▶ [Saved data entries]
*** Block opens ***

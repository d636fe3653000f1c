//! Number rendering helpers that avoid float formatting machinery.

use core::fmt;

/// Displays an `f32` with exactly six decimal places using integer math only.
///
/// ```ignore
/// display!(LOG, 0, "afr {}", Fixed6(14.7));   // "afr 14.700000"
/// ```
#[derive(Clone, Copy, Debug)]
pub struct Fixed6(pub f32);

impl fmt::Display for Fixed6 {
    fn fmt(&self, f: &mut fmt::Formatter<'_>) -> fmt::Result {
        let v = self.0;
        if v.is_nan() {
            return f.write_str("nan");
        }
        if v.is_infinite() {
            return f.write_str(if v < 0.0 { "-inf" } else { "inf" });
        }

        let negative = v < 0.0;
        let abs = if negative { -v } else { v };
        // Saturates for magnitudes past u32::MAX.
        let mut whole = abs as u32;
        let mut frac = ((abs - whole as f32) * 1_000_000.0 + 0.5) as u32;
        if frac >= 1_000_000 {
            whole = whole.saturating_add(1);
            frac -= 1_000_000;
        }

        if negative && (whole != 0 || frac != 0) {
            f.write_str("-")?;
        }
        write!(f, "{whole}.{frac:06}")
    }
}
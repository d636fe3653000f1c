//! Output sinks.
//!
//! A sink is anything that accepts text: a UART, an RTT channel, a USB CDC
//! port, a queue feeding another task. Writes are fire-and-forget. Adapters
//! swallow transport errors so a dead serial port never reaches the caller.

use core::fmt;

/// Destination for formatted debug text.
pub trait OutputSink {
    /// Write text as-is.
    fn write(&mut self, text: &str);

    /// Write text followed by the sink's line terminator.
    fn write_line(&mut self, text: &str) {
        self.write(text);
        self.write("\n");
    }
}

impl<S: OutputSink + ?Sized> OutputSink for &mut S {
    fn write(&mut self, text: &str) { (**self).write(text); }

    fn write_line(&mut self, text: &str) { (**self).write_line(text); }
}

/// Line terminator written by [`IoSink`] and [`FmtSink`].
#[derive(Clone, Copy, PartialEq, Eq, Debug, Default)]
pub enum LineEnding {
    #[default]
    Lf,
    CrLf,
}

impl LineEnding {
    pub const fn as_str(self) -> &'static str {
        match self {
            Self::Lf => "\n",
            Self::CrLf => "\r\n",
        }
    }
}

/// One indentation step.
pub const INDENT: &str = "    ";

/// Write `depth` indentation steps.
pub fn write_indent<S: OutputSink + ?Sized>(sink: &mut S, depth: usize) {
    for _ in 0..depth {
        sink.write(INDENT);
    }
}

// =============================================================================
// embedded-io Adapter
// =============================================================================

/// Sink over a blocking [`embedded_io::Write`] port.
pub struct IoSink<W> {
    inner: W,
    ending: LineEnding,
}

impl<W: embedded_io::Write> IoSink<W> {
    pub const fn new(inner: W, ending: LineEnding) -> Self { Self { inner, ending } }

    pub fn into_inner(self) -> W { self.inner }
}

impl<W: embedded_io::Write> OutputSink for IoSink<W> {
    fn write(&mut self, text: &str) {
        // A slow or absent receiver may drop bytes; nothing to report to.
        let _ = self.inner.write_all(text.as_bytes());
    }

    fn write_line(&mut self, text: &str) {
        self.write(text);
        let ending = self.ending.as_str();
        self.write(ending);
    }
}

// =============================================================================
// core::fmt Adapter
// =============================================================================

/// Sink over any [`fmt::Write`], e.g. a `heapless::String`.
pub struct FmtSink<W> {
    inner: W,
    ending: LineEnding,
}

impl<W: fmt::Write> FmtSink<W> {
    pub const fn new(inner: W, ending: LineEnding) -> Self { Self { inner, ending } }

    pub const fn get_ref(&self) -> &W { &self.inner }

    pub fn into_inner(self) -> W { self.inner }
}

impl<W: fmt::Write> OutputSink for FmtSink<W> {
    fn write(&mut self, text: &str) { self.inner.write_str(text).ok(); }

    fn write_line(&mut self, text: &str) {
        self.inner.write_str(text).ok();
        self.inner.write_str(self.ending.as_str()).ok();
    }
}

// =============================================================================
// Tests
// =============================================================================
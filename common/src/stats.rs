//! Counters for conditions the formatter swallows.
//!
//! Logging never reports failure to its caller, so everything that would
//! otherwise vanish (dropped lines, truncations, misuse) is counted here.

use core::sync::atomic::{AtomicU32, Ordering};

/// Live counters, updated with relaxed atomics.
pub struct FormatterStats {
    lines: AtomicU32,
    ring_overruns: AtomicU32,
    busy_timeouts: AtomicU32,
    truncations: AtomicU32,
    unbalanced_scopes: AtomicU32,
    sink_contention: AtomicU32,
}

/// Point-in-time copy of [`FormatterStats`].
#[derive(Clone, Copy, Default, PartialEq, Eq, Debug)]
#[cfg_attr(feature = "defmt", derive(defmt::Format))]
pub struct StatsSnapshot {
    /// Lines handed to at least one sink.
    pub lines: u32,
    /// Calls dropped because their ring slot was still in flight.
    pub ring_overruns: u32,
    /// Calls dropped after exhausting the busy-flag spin budget.
    pub busy_timeouts: u32,
    /// Messages that did not fit their scratch buffer.
    pub truncations: u32,
    /// Scope exits that would have made the depth negative.
    pub unbalanced_scopes: u32,
    /// Re-entrant calls that found the sinks already in use.
    pub sink_contention: u32,
}

impl StatsSnapshot {
    /// Lines lost to scratch or sink contention.
    pub const fn dropped(&self) -> u32 {
        self.ring_overruns
            .saturating_add(self.busy_timeouts)
            .saturating_add(self.sink_contention)
    }
}

impl FormatterStats {
    pub const fn new() -> Self {
        Self {
            lines: AtomicU32::new(0),
            ring_overruns: AtomicU32::new(0),
            busy_timeouts: AtomicU32::new(0),
            truncations: AtomicU32::new(0),
            unbalanced_scopes: AtomicU32::new(0),
            sink_contention: AtomicU32::new(0),
        }
    }

    #[inline]
    pub(crate) fn line(&self) { self.lines.fetch_add(1, Ordering::Relaxed); }

    #[inline]
    pub(crate) fn ring_overrun(&self) { self.ring_overruns.fetch_add(1, Ordering::Relaxed); }

    #[inline]
    pub(crate) fn busy_timeout(&self) { self.busy_timeouts.fetch_add(1, Ordering::Relaxed); }

    #[inline]
    pub(crate) fn truncation(&self) { self.truncations.fetch_add(1, Ordering::Relaxed); }

    #[inline]
    pub(crate) fn unbalanced_scope(&self) { self.unbalanced_scopes.fetch_add(1, Ordering::Relaxed); }

    #[inline]
    pub(crate) fn sink_contended(&self) { self.sink_contention.fetch_add(1, Ordering::Relaxed); }

    pub fn snapshot(&self) -> StatsSnapshot {
        StatsSnapshot {
            lines: self.lines.load(Ordering::Relaxed),
            ring_overruns: self.ring_overruns.load(Ordering::Relaxed),
            busy_timeouts: self.busy_timeouts.load(Ordering::Relaxed),
            truncations: self.truncations.load(Ordering::Relaxed),
            unbalanced_scopes: self.unbalanced_scopes.load(Ordering::Relaxed),
            sink_contention: self.sink_contention.load(Ordering::Relaxed),
        }
    }
}

impl Default for FormatterStats {
    fn default() -> Self { Self::new() }
}

// =============================================================================
// Tests
// =============================================================================
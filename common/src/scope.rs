//! Scope guards for call-nesting indentation.

use embassy_sync::blocking_mutex::raw::RawMutex;

use crate::formatter::LineFormatter;

/// Enters a scope on creation and leaves it on drop.
///
/// With `indent_checks` enabled, a guard that drops at a different depth than
/// it entered at writes [`SCOPE_MISMATCH_MARKER`](crate::formatter::SCOPE_MISMATCH_MARKER)
/// to the primary sink before leaving.
#[must_use = "the scope is left as soon as the guard drops"]
pub struct ScopeGuard<'f, 'a, M: RawMutex, const CAP: usize, const N: usize> {
    formatter: &'f LineFormatter<'a, M, CAP, N>,
    depth: i32,
}

impl<'f, 'a, M: RawMutex, const CAP: usize, const N: usize> ScopeGuard<'f, 'a, M, CAP, N> {
    pub(crate) fn enter(formatter: &'f LineFormatter<'a, M, CAP, N>) -> Self {
        formatter.enter_scope();
        Self {
            formatter,
            depth: formatter.indent_depth(),
        }
    }

    /// Depth seen right after entering.
    pub const fn depth(&self) -> i32 { self.depth }
}

impl<M: RawMutex, const CAP: usize, const N: usize> Drop for ScopeGuard<'_, '_, M, CAP, N> {
    fn drop(&mut self) {
        if self.formatter.config().indent_checks && self.formatter.indent_depth() != self.depth {
            self.formatter.write_scope_mismatch();
        }
        self.formatter.leave_scope();
    }
}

*** Block closes ***

Using the data above, restate word for word the lines from its opening line through the line that contains "fn write(&mut self, text: &str);", and no more.

▶ [Exercise output]
repository d636fe3653000f1c
//! Number rendering helpers that avoid float formatting machinery.

use core::fmt;

/// Displays an `f32` with exactly six decimal places using integer math only.
///
/// ```ignore
/// display!(LOG, 0, "afr {}", Fixed6(14.7));   // "afr 14.700000"
/// ```
#[derive(Clone, Copy, Debug)]
pub struct Fixed6(pub f32);

impl fmt::Display for Fixed6 {
    fn fmt(&self, f: &mut fmt::Formatter<'_>) -> fmt::Result {
        let v = self.0;
        if v.is_nan() {
            return f.write_str("nan");
        }
        if v.is_infinite() {
            return f.write_str(if v < 0.0 { "-inf" } else { "inf" });
        }

        let negative = v < 0.0;
        let abs = if negative { -v } else { v };
        // Saturates for magnitudes past u32::MAX.
        let mut whole = abs as u32;
        let mut frac = ((abs - whole as f32) * 1_000_000.0 + 0.5) as u32;
        if frac >= 1_000_000 {
            whole = whole.saturating_add(1);
            frac -= 1_000_000;
        }

        if negative && (whole != 0 || frac != 0) {
            f.write_str("-")?;
        }
        write!(f, "{whole}.{frac:06}")
    }
}
repository d636fe3653000f1c
//! Output sinks.
//!
//! A sink is anything that accepts text: a UART, an RTT channel, a USB CDC
//! port, a queue feeding another task. Writes are fire-and-forget. Adapters
//! swallow transport errors so a dead serial port never reaches the caller.

use core::fmt;

/// Destination for formatted debug text.
pub trait OutputSink {
    /// Write text as-is.
    fn write(&mut self, text: &str);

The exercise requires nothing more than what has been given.